YOUR OBJECTIVE: Your reply should be the complete data, reproduced exactly.
RECORDED INFORMATION Start Marker
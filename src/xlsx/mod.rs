//! XLSX (Excel) spreadsheet reader and writer.
//!
//! Reading decompresses the package, resolves the first declared sheet
//! through the workbook relationships and decodes its rows into strings.
//! Writing produces a fixed single-sheet package named "Results".
//!
//! # Example
//!
//! ```no_run
//! use sheetcodec::xlsx::XlsxParser;
//!
//! let parser = XlsxParser::open("spreadsheet.xlsx")?;
//! println!("Sheets: {:?}", parser.sheet_names());
//!
//! let preview = parser.parse()?;
//! for row in &preview.rows {
//!     println!("{}", row.join("\t"));
//! }
//! # Ok::<(), sheetcodec::Error>(())
//! ```

mod package;
mod parser;
mod reference;
mod shared_strings;
mod sheet_writer;
mod workbook;
mod worksheet;

pub use package::{assemble, encode, part_paths, RESULTS_SHEET_NAME};
pub use parser::XlsxParser;
pub use reference::{cell_reference, column_index_from_reference, column_letters, MAX_COLUMN_INDEX};
pub use shared_strings::{SharedStrings, SHARED_STRINGS_PATH};
pub use sheet_writer::{dimension_ref, escape_xml, write_results_sheet, HEADER};
pub use workbook::{parse_sheets, WORKBOOK_PATH, WORKBOOK_RELS_PATH, WORKBOOK_ROOT};
pub use worksheet::{decode_worksheet, densify, resolve_cell_value, CellType};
RECORDED INFORMATION End Marker
EXERCISE SOLUTION:
filename src/xlsx/mod.rs
//! XLSX (Excel) spreadsheet reader and writer.
//!
//! Reading decompresses the package, resolves the first declared sheet
//! through the workbook relationships and decodes its rows into strings.
//! Writing produces a fixed single-sheet package named "Results".
//!
//! # Example
//!
//! ```no_run
//! use sheetcodec::xlsx::XlsxParser;
//!
//! let parser = XlsxParser::open("spreadsheet.xlsx")?;
//! println!("Sheets: {:?}", parser.sheet_names());
//!
//! let preview = parser.parse()?;
//! for row in &preview.rows {
//!     println!("{}", row.join("\t"));
//! }
//! # Ok::<(), sheetcodec::Error>(())
//! ```

mod package;
mod parser;
mod reference;
mod shared_strings;
mod sheet_writer;
mod workbook;
mod worksheet;

pub use package::{assemble, encode, part_paths, RESULTS_SHEET_NAME};
pub use parser::XlsxParser;
pub use reference::{cell_reference, column_index_from_reference, column_letters, MAX_COLUMN_INDEX};
pub use shared_strings::{SharedStrings, SHARED_STRINGS_PATH};
pub use sheet_writer::{dimension_ref, escape_xml, write_results_sheet, HEADER};
pub use workbook::{parse_sheets, WORKBOOK_PATH, WORKBOOK_RELS_PATH, WORKBOOK_ROOT};
pub use worksheet::{decode_worksheet, densify, resolve_cell_value, CellType};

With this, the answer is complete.